I feel pretty strongly about that because I was a Labour Party activist for twenty years.

There are other even better examples of the difference between words and deeds on the anti-capitalist left. The old communist parties had paper positions of detailed support for formal democracy where they ruled in the Stalinist states, and a propaganda of democracy around the world, yet their practice was as different from their policies as chalk is from cheese.

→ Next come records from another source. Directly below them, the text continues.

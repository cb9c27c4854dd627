use std::collections::{BTreeMap, BTreeSet};
use std::fmt::Write as _;

use crate::analysis::body::BodyProfile;
use crate::analysis::coverage::CoverageResult;
use crate::analysis::garment::GarmentTopology;
use crate::analysis::lighting::{LightingBlueprint, LightingSource};
use crate::compile::blocks::{
    self, BodyBlockArgs, CoverageBlockArgs, FaceBlockArgs, GarmentBlockArgs, SceneBlockArgs,
    Section, SectionKind,
};
use crate::compile::control::{
    BASE_AVOID, BodyControl, ControlObject, FaceControl, IdentityLock, LockLevel, RenderParams,
    RetryControl, SpatialLock, TaskControl, merge_avoid,
};
use crate::compile::fingerprint::{InstructionFingerprint, fingerprint_instruction};
use crate::constraint::Downgrade;
use crate::foundation::core::{AspectRatio, Coverage, GenerationMode, NormRect, Resolution};
use crate::scene::{ResolvedScene, SceneChoice};

/// Forensic identity anchor for the face-lock block.
#[derive(Clone, Debug, Default, PartialEq, serde::Serialize, serde::Deserialize)]
pub struct FaceAnchor {
    /// Free text describing the face; the built-in anchor is used when absent or blank.
    #[serde(default)]
    pub description: Option<String>,
    /// Normalized face box in the person photo; enables the spatial lock.
    #[serde(default)]
    pub region: Option<NormRect>,
}

/// Coverage-derived block and the mode it grants.
#[derive(Clone, Debug, PartialEq, serde::Serialize, serde::Deserialize)]
pub struct CoverageConstraint {
    pub coverage: Coverage,
    pub mode: GenerationMode,
    pub visible_ratio: f32,
    #[serde(default)]
    pub message: Option<String>,
}

impl CoverageConstraint {
    pub fn from_result(result: &CoverageResult) -> Self {
        Self {
            coverage: result.coverage,
            mode: result.allowed_mode,
            visible_ratio: result.visible_ratio,
            message: None,
        }
    }

    /// Same coverage, but the mode and note chosen by the downgrader.
    pub fn downgraded(result: &CoverageResult, d: &Downgrade) -> Self {
        Self {
            coverage: result.coverage,
            mode: d.mode,
            visible_ratio: result.visible_ratio,
            message: Some(d.message.clone()),
        }
    }

    /// Mode capped at what the coverage allows; ratio clamped to `[0, 1]`, non-finite to 0.
    pub fn clamped(&self) -> Self {
        Self {
            coverage: self.coverage,
            mode: self.mode.min(self.coverage.allowed_mode()),
            visible_ratio: if self.visible_ratio.is_finite() {
                self.visible_ratio.clamp(0.0, 1.0)
            } else {
                0.0
            },
            message: self.message.clone(),
        }
    }
}

/// Everything the compiler reads. Every field is optional in effect; blank or missing
/// values fall back to built-in phrasing.
#[derive(Clone, Debug, Default)]
pub struct CompileInputs {
    pub garment_description: Option<String>,
    pub garment_topology: Option<GarmentTopology>,
    pub scene: SceneChoice,
    pub lighting: Option<LightingBlueprint>,
    pub body_anchor: Option<BodyProfile>,
    pub face_anchor: Option<FaceAnchor>,
    pub pose_summary: Option<String>,
    pub appearance_summary: Option<String>,
    pub coverage_constraint: Option<CoverageConstraint>,
    pub aspect_ratio: AspectRatio,
    pub resolution: Resolution,
    /// Number of extra identity photos sent after the person photo.
    pub identity_references: usize,
    pub retry_mode: bool,
}

/// Final payload for the generation engine.
#[derive(Clone, Debug, PartialEq, serde::Serialize)]
pub struct CompiledInstruction {
    pub mode: GenerationMode,
    /// Prose blocks in precedence order. A retry block, when present, is last.
    pub sections: Vec<Section>,
    pub control: ControlObject,
    pub control_json: String,
    pub closing: String,
}

impl CompiledInstruction {
    pub fn section(&self, kind: SectionKind) -> Option<&Section> {
        self.sections.iter().find(|s| s.kind == kind)
    }

    /// Full instruction text: prose blocks, control object, closing directive, then the retry
    /// block if any.
    pub fn text(&self) -> String {
        let mut out = String::with_capacity(8 * 1024);
        let is_retry = |s: &&Section| s.kind == SectionKind::Retry;
        for s in self.sections.iter().filter(|s| !is_retry(s)) {
            s.render_into(&mut out);
        }
        let _ = writeln!(out, "### CONTROL\n```json\n{}\n```\n", self.control_json);
        out.push_str(&self.closing);
        out.push('\n');
        for s in self.sections.iter().filter(is_retry) {
            out.push('\n');
            s.render_into(&mut out);
        }
        out
    }

    pub fn fingerprint(&self) -> InstructionFingerprint {
        fingerprint_instruction(self)
    }
}

/// Compile inputs into one instruction. Infallible and free of I/O.
#[tracing::instrument(skip(inputs), fields(retry = inputs.retry_mode))]
pub fn compile(inputs: &CompileInputs) -> CompiledInstruction {
    let scene = inputs.scene.resolve();
    let lighting = effective_lighting(inputs.lighting.as_ref(), &scene);
    let coverage = inputs
        .coverage_constraint
        .as_ref()
        .map(CoverageConstraint::clamped);
    let mode = coverage
        .as_ref()
        .map(|c| c.mode)
        .unwrap_or(GenerationMode::UpperBodyPreviewOnly);
    let visible_ratio = coverage.as_ref().map(|c| c.visible_ratio);
    let face = inputs.face_anchor.as_ref();
    let region = face.and_then(|f| f.region).filter(is_plausible_region);
    let garment_image = 2 + inputs.identity_references;

    let mut sections = vec![
        blocks::scene_integration(SceneBlockArgs {
            scene: &scene,
            lighting: &lighting,
        }),
        blocks::face_lock(FaceBlockArgs {
            anchor: face.and_then(|f| f.description.as_deref()),
            region,
            profile: inputs.body_anchor.as_ref(),
            appearance: inputs.appearance_summary.as_deref(),
            identity_references: inputs.identity_references,
            strict: inputs.retry_mode,
        }),
        blocks::body_lock(BodyBlockArgs {
            profile: inputs.body_anchor.as_ref(),
            pose: inputs.pose_summary.as_deref(),
            mode,
            visible_ratio,
        }),
        blocks::garment_fit(GarmentBlockArgs {
            description: inputs.garment_description.as_deref(),
            topology: inputs.garment_topology,
            image_index: garment_image,
            mode,
        }),
    ];
    if let Some(c) = &coverage {
        sections.push(blocks::coverage_constraint(CoverageBlockArgs {
            coverage: c.coverage.as_str(),
            mode: c.mode,
            visible_ratio: c.visible_ratio,
            message: c.message.as_deref(),
        }));
    }
    sections.push(blocks::anti_artifact());
    sections.push(blocks::advisory_checklist());
    if inputs.retry_mode {
        sections.push(blocks::retry_block());
    }

    let control = ControlObject {
        mode,
        identity_lock: IdentityLock {
            enabled: true,
            level: if inputs.retry_mode {
                LockLevel::Maximum
            } else {
                LockLevel::Strict
            },
            source_image: 1,
            reference_images: (2..garment_image).collect(),
            spatial: region.map(|r| spatial_lock(r, inputs.retry_mode)),
        },
        face: FaceControl {
            anchor: face
                .and_then(|f| f.description.as_deref())
                .map(str::trim)
                .filter(|d| !d.is_empty())
                .unwrap_or(blocks::DEFAULT_FACE_ANCHOR)
                .to_string(),
            eyes: "read_only",
            beautify: false,
            measured: descriptor_map(
                inputs
                    .body_anchor
                    .as_ref()
                    .map(BodyProfile::face_descriptors)
                    .unwrap_or_default(),
            ),
        },
        body: BodyControl {
            reshape: false,
            slimming: false,
            infer_from_face: false,
            measured: descriptor_map(
                inputs
                    .body_anchor
                    .as_ref()
                    .map(BodyProfile::body_descriptors)
                    .unwrap_or_default(),
            ),
            pose: non_blank(inputs.pose_summary.as_deref()),
            visible_ratio,
        },
        task: TaskControl {
            kind: "virtual_try_on",
            garment: non_blank(inputs.garment_description.as_deref())
                .unwrap_or_else(|| "garment reference".to_string()),
            garment_image,
            topology: inputs.garment_topology,
            scene: scene.label(),
            lighting: lighting.clone(),
        },
        rules: rule_ids(&sections),
        avoid: merge_avoid([BASE_AVOID, scene_avoid(&scene)]),
        render: RenderParams::new(inputs.aspect_ratio, inputs.resolution),
        retry: inputs.retry_mode.then(RetryControl::identity_drift),
    };
    let control_json = serde_json::to_string_pretty(&control).unwrap_or_else(|_| "{}".to_string());
    let closing = blocks::closing_directive(mode, inputs.aspect_ratio);

    tracing::debug!(
        %mode,
        scene = %control.task.scene,
        sections = sections.len(),
        "compiled instruction"
    );

    CompiledInstruction {
        mode,
        sections,
        control,
        control_json,
        closing,
    }
}

/// Caller-supplied lighting wins; otherwise a preset scene fixes the light; otherwise the
/// given blueprint (usually estimated from the photo) or daylight defaults.
fn effective_lighting(
    given: Option<&LightingBlueprint>,
    scene: &ResolvedScene,
) -> LightingBlueprint {
    match (given, scene) {
        (Some(l), _) if l.source == LightingSource::Caller => l.clone(),
        (_, ResolvedScene::Preset(s)) => s.lighting.blueprint(),
        (Some(l), _) => l.clone(),
        (None, _) => LightingBlueprint::default(),
    }
}

fn is_plausible_region(r: &NormRect) -> bool {
    let finite = [r.x, r.y, r.width, r.height].iter().all(|v| v.is_finite());
    finite
        && r.width > 0.0
        && r.height > 0.0
        && r.x >= 0.0
        && r.y >= 0.0
        && r.x + r.width <= 1.0 + f32::EPSILON
        && r.y + r.height <= 1.0 + f32::EPSILON
}

fn spatial_lock(r: NormRect, strict: bool) -> SpatialLock {
    let (cx, cy) = r.center();
    let (center_tolerance, scale_tolerance) = blocks::spatial_tolerances(strict);
    SpatialLock {
        center_x: cx,
        center_y: cy,
        width: r.width,
        height: r.height,
        center_tolerance,
        scale_tolerance,
    }
}

fn scene_avoid(scene: &ResolvedScene) -> &'static [&'static str] {
    match scene {
        ResolvedScene::Preset(s) => s.avoid,
        ResolvedScene::Original | ResolvedScene::Freeform(_) => &[],
    }
}

fn rule_ids(sections: &[Section]) -> Vec<&'static str> {
    let mut seen = BTreeSet::new();
    sections
        .iter()
        .flat_map(|s| s.rules.iter().map(|r| r.id))
        .filter(|id| seen.insert(*id))
        .collect()
}

fn descriptor_map(pairs: Vec<(&'static str, String)>) -> BTreeMap<String, String> {
    pairs
        .into_iter()
        .map(|(k, v)| (k.replace([' ', '-'], "_"), v))
        .collect()
}

fn non_blank(s: Option<&str>) -> Option<String> {
    s.map(str::trim)
        .filter(|s| !s.is_empty())
        .map(str::to_string)
}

My own experience of the Green Party is very much coloured by my involvement in the last two years of the exhausting five year local campaign against council housing privatization. During this struggle the Green Party position was one of total abstention from the Defend Council Housing campaign, mixed with low level hostility. (I well remember local Green Party leadership accusations that DCH was an SWP front, for instance). Your Party, indeed, supported the ‘ALMO’ option, which is a half way step towards full privatisation via the privatization of council housing management.

The Greens took this position whilst describing themselves as the anti-privatisation party…
If it hadn’t been for the praiseworthy participation by Rachel Fryer in one of our final leafletting sessions leading up to the tenants ballot I would have given the Greens zero out of 100 for their efforts. To be sure, the Party did produce a pre-ballot mass leaflet calling for a ‘no’ vote, but the leaflet was so ambivalent and confused that DCH had to veto participating in its distribution.

I think that many progressive Green (and Labour) councillors never read the small print of the deal (so to speak) when they agreed to stand for their councils. The deal plainly says that if you want to be an effective class leader and tribune as a councillor you have to be prepared to take illegal action on behalf of your people, such as voting for deficit budgets, supporting illegal strike actions, risking surcharge and disqualification from office, prison, and sustained abuse from the mass media.
The times we live in mean that we will not be able to defend our people and advance green solutions to the crisis of nature and its systems UNLESS we are prepared to go to those lengths.

The Poplar councillors stood up to all those attacks in the early 1920’s. So did the Clay Cross councillors after the 1973 Housing Act, and so did the Militant leadership of Liverpool Council in 1984/5. And actually, at that time, Dave Hill (the Brighton Kemptown TUSC candidate in the 2010 general election) led the East Sussex Labour councillors in joining the Labour Groups in Liverpool and Lambeth in their `deficit budget' stategy, refusing to accept the Thatcher cuts. If only every Labour council and group of councillors had! If only Labour had councillors like that now!

Lansbury and his fellow Labour and communist councillors in Poplar in the 1920’s were driven off to Pentonville and Holloway, where they continued to run their council from their prison cells, whilst a brass band of tenants and workers from Poplar serenaded them from below the prison walls… They won most of their demands.

Many of the Clay Cross councillors and their supporters in other areas were surcharged. Frank Dobson (my old MP for Kings Cross) was still paying his surcharge years later.

Derek Hatton was villified and slandered and abandoned by many in the Labour Party and on the rest of the left for his leadership of Liverpool Council, but none of the charges directed at him stuck.
George Galloway was slandered repeatedly after his anti-war and pro-Palestine break from the Labour Party, and the slanders were believed by many on the left, and may be still, though there is not a shred of evidence for them.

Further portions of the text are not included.